▶ _Task instructions_
In the entries below, find the line with "pub fn tick_sim_clock(mut" and the line with "match params.iter_mut().find(|(k, _)|". Return those two lines and all lines between them, exactly.

*** Begin section ***

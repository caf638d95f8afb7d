//! The logical simulation clock.
//!
//! Advances one integer second per `FixedUpdate` tick (1 Hz) while a run is
//! active and stops itself at the horizon. It is the sole trigger for
//! consulting the dispatch schedule; continuous vehicle interpolation is
//! driven separately by the render tick, so spawn timing stays accurate even
//! when the frame rate varies.

use bevy::prelude::*;

#[derive(Resource, Debug, Clone, Default)]
pub struct SimClock {
    /// Current simulated second of the run.
    pub second: u32,
    /// Total run duration in simulated seconds.
    pub horizon: u32,
    /// Whether the clock is still advancing. In-flight vehicles keep moving
    /// after this goes false; only spawning ends.
    pub running: bool,
}

impl SimClock {
    pub fn start(&mut self, horizon: u32) {
        self.second = 0;
        self.horizon = horizon;
        self.running = horizon > 0;
    }

    pub fn stop(&mut self) {
        self.second = 0;
        self.horizon = 0;
        self.running = false;
    }

    pub fn tick(&mut self) {
        if !self.running {
            return;
        }
        self.second += 1;
        if self.second >= self.horizon {
            self.running = false;
            info!("simulation clock reached horizon at {}s", self.horizon);
        }
    }
}

pub fn tick_sim_clock(mut clock: ResMut<SimClock>) {
    clock.tick();
}
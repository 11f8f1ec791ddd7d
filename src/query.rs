//! Query serialization
//!
//! Turns a [`QueryOptions`] snapshot into the flat, order-stable parameter
//! list the server expects. The filter map is the base parameter set so
//! caller-supplied filter keys pass through untouched; the reserved keys
//! (`page`, `rows`, `sord`, `sidx`) overwrite a colliding filter key rather
//! than duplicating it.

use crate::types::{QueryOptions, TriggerKind};

/// Flat `key=value` parameter sequence suitable for a URL query string.
pub type TransportParams = Vec<(String, String)>;

/// Serializes options into transport parameters.
///
/// A `Filter` trigger forces `page` to `"1"` regardless of the supplied
/// current page. `sord`/`sidx` are omitted entirely when unsorted rather
/// than serialized with empty values.
pub fn serialize(trigger: TriggerKind, options: &QueryOptions) -> TransportParams {
    let mut params: TransportParams = options
        .filter
        .iter()
        .map(|(key, value)| (key.clone(), value.clone()))
        .collect();

    let page = if trigger == TriggerKind::Filter {
        "1".to_string()
    } else {
        options.current_page.clone()
    };
    set_param(&mut params, "page", page);
    set_param(&mut params, "rows", options.page_size.clone());

    if let Some(sord) = options.sort_order.as_param() {
        set_param(&mut params, "sord", sord.to_string());
    }
    if !options.sorted_column.is_empty() {
        set_param(&mut params, "sidx", options.sorted_column.clone());
    }

    params
}

/// Percent-encodes parameters into a query string.
pub fn query_string(params: &TransportParams) -> String {
    url::form_urlencoded::Serializer::new(String::new())
        .extend_pairs(params.iter().map(|(k, v)| (k.as_str(), v.as_str())))
        .finish()
}

// Replace-in-place keeps the parameter order stable when a reserved key
// collides with a filter key.
fn set_param(params: &mut TransportParams, key: &str, value: String) {
    match params.iter_mut().find(|(k, _)| k == key) {
        Some(entry) => entry.1 = value,
        None => params.push((key.to_string(), value)),
    }
}
//! Grid controller and context
//!
//! [`GridController`] is the single source of truth for pagination, sort,
//! filter, selection and highlight state. It composes the query serializer,
//! the debounced sync engine and the row registry behind one state mutex,
//! and publishes a [`GridContext`] capability handle that rows receive
//! explicitly at construction (no ambient lookup).
//!
//! Mutation flows one way: user actions call controller/context operations,
//! the registry pushes resulting flag changes into live rows through their
//! weak handles, and rows re-render from their own flags. Host callbacks are
//! always invoked with the state lock released.

use std::collections::BTreeMap;
use std::sync::{Arc, Mutex};
use std::time::Duration;

use serde_json::Value;
use tokio::task::JoinHandle;

use crate::dragdrop::DragDrop;
use crate::registry::{RowId, RowRecord, RowRegistry};
use crate::row::RowHandle;
use crate::sync::DEFAULT_DEBOUNCE;
use crate::types::{LayoutEvent, PagerState, QueryOptions, SortOrder, TriggerKind};

/// Host callback receiving the full decoded response body, once per
/// successfully parsed response.
pub type ChangeCallback = Box<dyn Fn(&Value) + Send + Sync>;

/// Host callback receiving the currently selected unique ids after any
/// selection mutation.
pub type SelectionCallback = Box<dyn Fn(&[String]) + Send + Sync>;

/// Host callback receiving `(unique_id, new_state)` after a highlight
/// mutation.
pub type HighlightCallback = Box<dyn Fn(&str, bool) + Send + Sync>;

/// Host callback for layout side effects.
pub type LayoutCallback = Box<dyn Fn(LayoutEvent) + Send + Sync>;

/// Construction parameters for a grid.
pub struct GridConfig {
    pub current_page: Option<String>,
    pub page_size: String,
    pub sort_order: SortOrder,
    pub sorted_column: String,
    pub filter: BTreeMap<String, String>,
    /// Grid-wide default: every row is selectable unless it opts out.
    pub selectable: bool,
    /// Grid-wide default: every row is highlightable unless it opts out.
    pub highlightable: bool,
    /// Injected drag-and-drop collaborator; its presence makes row indexes
    /// mandatory.
    pub drag_drop: Option<Arc<dyn DragDrop>>,
    pub on_change: Option<ChangeCallback>,
    pub on_select: Option<SelectionCallback>,
    pub on_highlight: Option<HighlightCallback>,
    pub on_layout: Option<LayoutCallback>,
}

impl Default for GridConfig {
    fn default() -> Self {
        Self {
            current_page: None,
            page_size: "10".to_string(),
            sort_order: SortOrder::None,
            sorted_column: String::new(),
            filter: BTreeMap::new(),
            selectable: false,
            highlightable: false,
            drag_drop: None,
            on_change: None,
            on_select: None,
            on_highlight: None,
            on_layout: None,
        }
    }
}

pub(crate) struct GridCallbacks {
    pub(crate) on_change: Option<ChangeCallback>,
    pub(crate) on_select: Option<SelectionCallback>,
    pub(crate) on_highlight: Option<HighlightCallback>,
    pub(crate) on_layout: Option<LayoutCallback>,
}

/// Canonical grid state, owned exclusively by the controller.
pub(crate) struct GridState {
    pub(crate) options: QueryOptions,
    /// String-typed for pagination UI, mirroring the wire format.
    pub(crate) total_records: String,
    pub(crate) rows: Vec<Value>,
    pub(crate) registry: RowRegistry,
    /// At most one outstanding debounce timer.
    pub(crate) pending: Option<JoinHandle<()>>,
}

pub(crate) struct GridInner {
    pub(crate) source: Arc<dyn crate::source::DataSource>,
    pub(crate) state: Mutex<GridState>,
    pub(crate) selectable: bool,
    pub(crate) highlightable: bool,
    pub(crate) drag_drop: Option<Arc<dyn DragDrop>>,
    pub(crate) callbacks: GridCallbacks,
}

impl GridInner {
    pub(crate) fn notify_selection(&self, ids: &[String]) {
        if let Some(on_select) = &self.callbacks.on_select {
            on_select(ids);
        }
    }

    pub(crate) fn notify_highlight(&self, unique_id: &str, state: bool) {
        if let Some(on_highlight) = &self.callbacks.on_highlight {
            on_highlight(unique_id, state);
        }
    }

    pub(crate) fn sort_by(self: &Arc<Self>, column: &str) {
        let options = {
            let state = self.state.lock().unwrap();
            let mut options = state.options.clone();
            options.sort_order = if options.sorted_column == column {
                options.sort_order.toggled()
            } else {
                SortOrder::Asc
            };
            options.sorted_column = column.to_string();
            options
        };
        self.request_sync(TriggerKind::Sort, options, DEFAULT_DEBOUNCE);
    }
}

/// The composite data-grid controller.
///
/// Mounting issues an immediate zero-debounce sync so the grid is populated
/// without waiting for user input. Must be created within a tokio runtime;
/// syncs are scheduled as tasks on it. Dropping the controller tears the
/// grid down: the pending timer is aborted and the registry cleared.
pub struct GridController {
    inner: Arc<GridInner>,
}

impl GridController {
    pub fn mount(source: Arc<dyn crate::source::DataSource>, config: GridConfig) -> Self {
        let options = QueryOptions {
            current_page: config.current_page.unwrap_or_else(|| "1".to_string()),
            page_size: config.page_size,
            sort_order: config.sort_order,
            sorted_column: config.sorted_column,
            filter: config.filter,
        };
        let inner = Arc::new(GridInner {
            source,
            state: Mutex::new(GridState {
                options: options.clone(),
                total_records: "0".to_string(),
                rows: Vec::new(),
                registry: RowRegistry::new(),
                pending: None,
            }),
            selectable: config.selectable,
            highlightable: config.highlightable,
            drag_drop: config.drag_drop,
            callbacks: GridCallbacks {
                on_change: config.on_change,
                on_select: config.on_select,
                on_highlight: config.on_highlight,
                on_layout: config.on_layout,
            },
        });
        inner.request_sync(TriggerKind::Data, options, Duration::ZERO);
        Self { inner }
    }

    /// The capability handle rows are constructed with.
    pub fn context(&self) -> GridContext {
        GridContext {
            inner: Arc::clone(&self.inner),
        }
    }

    /// Low-level sync entry point; the `set_*` operations below are the
    /// usual callers.
    pub fn request_sync(&self, trigger: TriggerKind, options: QueryOptions, debounce: Duration) {
        self.inner.request_sync(trigger, options, debounce);
    }

    /// Replaces the filter; resets to page 1 and schedules a debounced sync.
    pub fn set_filter(&self, filter: BTreeMap<String, String>) {
        let mut options = self.options();
        options.filter = filter;
        self.inner
            .request_sync(TriggerKind::Filter, options, DEFAULT_DEBOUNCE);
    }

    pub fn set_page(&self, page: impl Into<String>) {
        let mut options = self.options();
        options.current_page = page.into();
        self.inner
            .request_sync(TriggerKind::Page, options, DEFAULT_DEBOUNCE);
    }

    pub fn set_page_size(&self, page_size: impl Into<String>) {
        let mut options = self.options();
        options.page_size = page_size.into();
        self.inner
            .request_sync(TriggerKind::PageSize, options, DEFAULT_DEBOUNCE);
    }

    /// Sort click: the same column toggles direction, a new column starts
    /// ascending.
    pub fn sort_by(&self, column: &str) {
        self.inner.sort_by(column);
    }

    /// Immediate re-fetch with the current options, no debounce.
    pub fn refresh(&self) {
        let options = self.options();
        self.inner
            .request_sync(TriggerKind::Data, options, Duration::ZERO);
    }

    /// Snapshot of the canonical query options.
    pub fn options(&self) -> QueryOptions {
        self.inner.state.lock().unwrap().options.clone()
    }

    pub fn total_records(&self) -> String {
        self.inner.state.lock().unwrap().total_records.clone()
    }

    /// The most recently applied page of row data.
    pub fn rows(&self) -> Vec<Value> {
        self.inner.state.lock().unwrap().rows.clone()
    }

    pub fn pager_state(&self) -> PagerState {
        let state = self.inner.state.lock().unwrap();
        PagerState {
            current_page: state.options.current_page.clone(),
            page_size: state.options.page_size.clone(),
            total_records: state.total_records.clone(),
        }
    }

    pub fn sorted_column(&self) -> String {
        self.inner.state.lock().unwrap().options.sorted_column.clone()
    }

    pub fn sort_order(&self) -> SortOrder {
        self.inner.state.lock().unwrap().options.sort_order
    }

    pub fn selected_ids(&self) -> Vec<String> {
        self.inner.state.lock().unwrap().registry.selected_ids()
    }

    pub fn highlighted_id(&self) -> Option<String> {
        self.inner.state.lock().unwrap().registry.highlighted_id()
    }

    /// Number of currently registered rows; diagnostic.
    pub fn registered_rows(&self) -> usize {
        self.inner.state.lock().unwrap().registry.registered()
    }
}

impl Drop for GridController {
    fn drop(&mut self) {
        if let Ok(mut state) = self.inner.state.lock() {
            if let Some(pending) = state.pending.take() {
                pending.abort();
            }
            state.registry.clear();
        }
    }
}

/// Cloneable capability handle consumed by rows.
///
/// Every operation a descendant row may need is explicit here; rows never
/// reach into grid state directly.
#[derive(Clone)]
pub struct GridContext {
    inner: Arc<GridInner>,
}

impl GridContext {
    /// Registers a row and returns its generated id. Rows without a unique
    /// id are ignored by the registry unless `exempt` marks the select-all
    /// control.
    pub fn attach_to_table(
        &self,
        handle: RowHandle,
        unique_id: Option<String>,
        exempt: bool,
    ) -> RowId {
        let mut state = self.inner.state.lock().unwrap();
        let row_id = state.registry.generate_id();
        state.registry.attach(
            row_id,
            RowRecord {
                unique_id,
                selected: false,
                highlighted: false,
                handle,
            },
            exempt,
        );
        row_id
    }

    pub fn detach_from_table(&self, row_id: RowId) {
        self.inner.state.lock().unwrap().registry.detach(row_id);
    }

    /// Adopts any state already recorded for `unique_id` into the row behind
    /// `handle`.
    pub fn check_selection(&self, unique_id: &str, handle: &RowHandle) {
        self.inner
            .state
            .lock()
            .unwrap()
            .registry
            .check_selection(unique_id, handle);
    }

    pub fn select_row(&self, unique_id: &str, handle: &RowHandle, selected: bool) {
        let ids = {
            let mut state = self.inner.state.lock().unwrap();
            state.registry.select_row(unique_id, handle, selected)
        };
        self.inner.notify_selection(&ids);
    }

    pub fn select_all(&self, control: &RowHandle) {
        let ids = {
            let mut state = self.inner.state.lock().unwrap();
            state.registry.select_all(control)
        };
        self.inner.notify_selection(&ids);
    }

    pub fn highlight_row(&self, unique_id: &str, handle: &RowHandle) {
        let state = {
            let mut grid = self.inner.state.lock().unwrap();
            grid.registry.highlight_row(unique_id, handle)
        };
        self.inner.notify_highlight(unique_id, state);
    }

    pub fn on_sort(&self, column: &str) {
        self.inner.sort_by(column);
    }

    pub fn sorted_column(&self) -> String {
        self.inner.state.lock().unwrap().options.sorted_column.clone()
    }

    pub fn sort_order(&self) -> SortOrder {
        self.inner.state.lock().unwrap().options.sort_order
    }

    /// Grid-wide selectable default inherited by rows.
    pub fn selectable(&self) -> bool {
        self.inner.selectable
    }

    /// Grid-wide highlightable default inherited by rows.
    pub fn highlightable(&self) -> bool {
        self.inner.highlightable
    }

    /// The injected drag-and-drop capability, if any.
    pub fn drag_drop(&self) -> Option<Arc<dyn DragDrop>> {
        self.inner.drag_drop.clone()
    }
}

*** End section ***

▶ _Completed exercise_
pub fn tick_sim_clock(mut clock: ResMut<SimClock>) {
    clock.tick();
}
repository 11f8f1ec791ddd7d
filename src/query.rs
//! Query serialization
//!
//! Turns a [`QueryOptions`] snapshot into the flat, order-stable parameter
//! list the server expects. The filter map is the base parameter set so
//! caller-supplied filter keys pass through untouched; the reserved keys
//! (`page`, `rows`, `sord`, `sidx`) overwrite a colliding filter key rather
//! than duplicating it.

use crate::types::{QueryOptions, TriggerKind};

/// Flat `key=value` parameter sequence suitable for a URL query string.
pub type TransportParams = Vec<(String, String)>;

/// Serializes options into transport parameters.
///
/// A `Filter` trigger forces `page` to `"1"` regardless of the supplied
/// current page. `sord`/`sidx` are omitted entirely when unsorted rather
/// than serialized with empty values.
pub fn serialize(trigger: TriggerKind, options: &QueryOptions) -> TransportParams {
    let mut params: TransportParams = options
        .filter
        .iter()
        .map(|(key, value)| (key.clone(), value.clone()))
        .collect();

    let page = if trigger == TriggerKind::Filter {
        "1".to_string()
    } else {
        options.current_page.clone()
    };
    set_param(&mut params, "page", page);
    set_param(&mut params, "rows", options.page_size.clone());

    if let Some(sord) = options.sort_order.as_param() {
        set_param(&mut params, "sord", sord.to_string());
    }
    if !options.sorted_column.is_empty() {
        set_param(&mut params, "sidx", options.sorted_column.clone());
    }

    params
}

/// Percent-encodes parameters into a query string.
pub fn query_string(params: &TransportParams) -> String {
    url::form_urlencoded::Serializer::new(String::new())
        .extend_pairs(params.iter().map(|(k, v)| (k.as_str(), v.as_str())))
        .finish()
}

// Replace-in-place keeps the parameter order stable when a reserved key
// collides with a filter key.
fn set_param(params: &mut TransportParams, key: &str, value: String) {
    match params.iter_mut().find(|(k, _)| k == key) {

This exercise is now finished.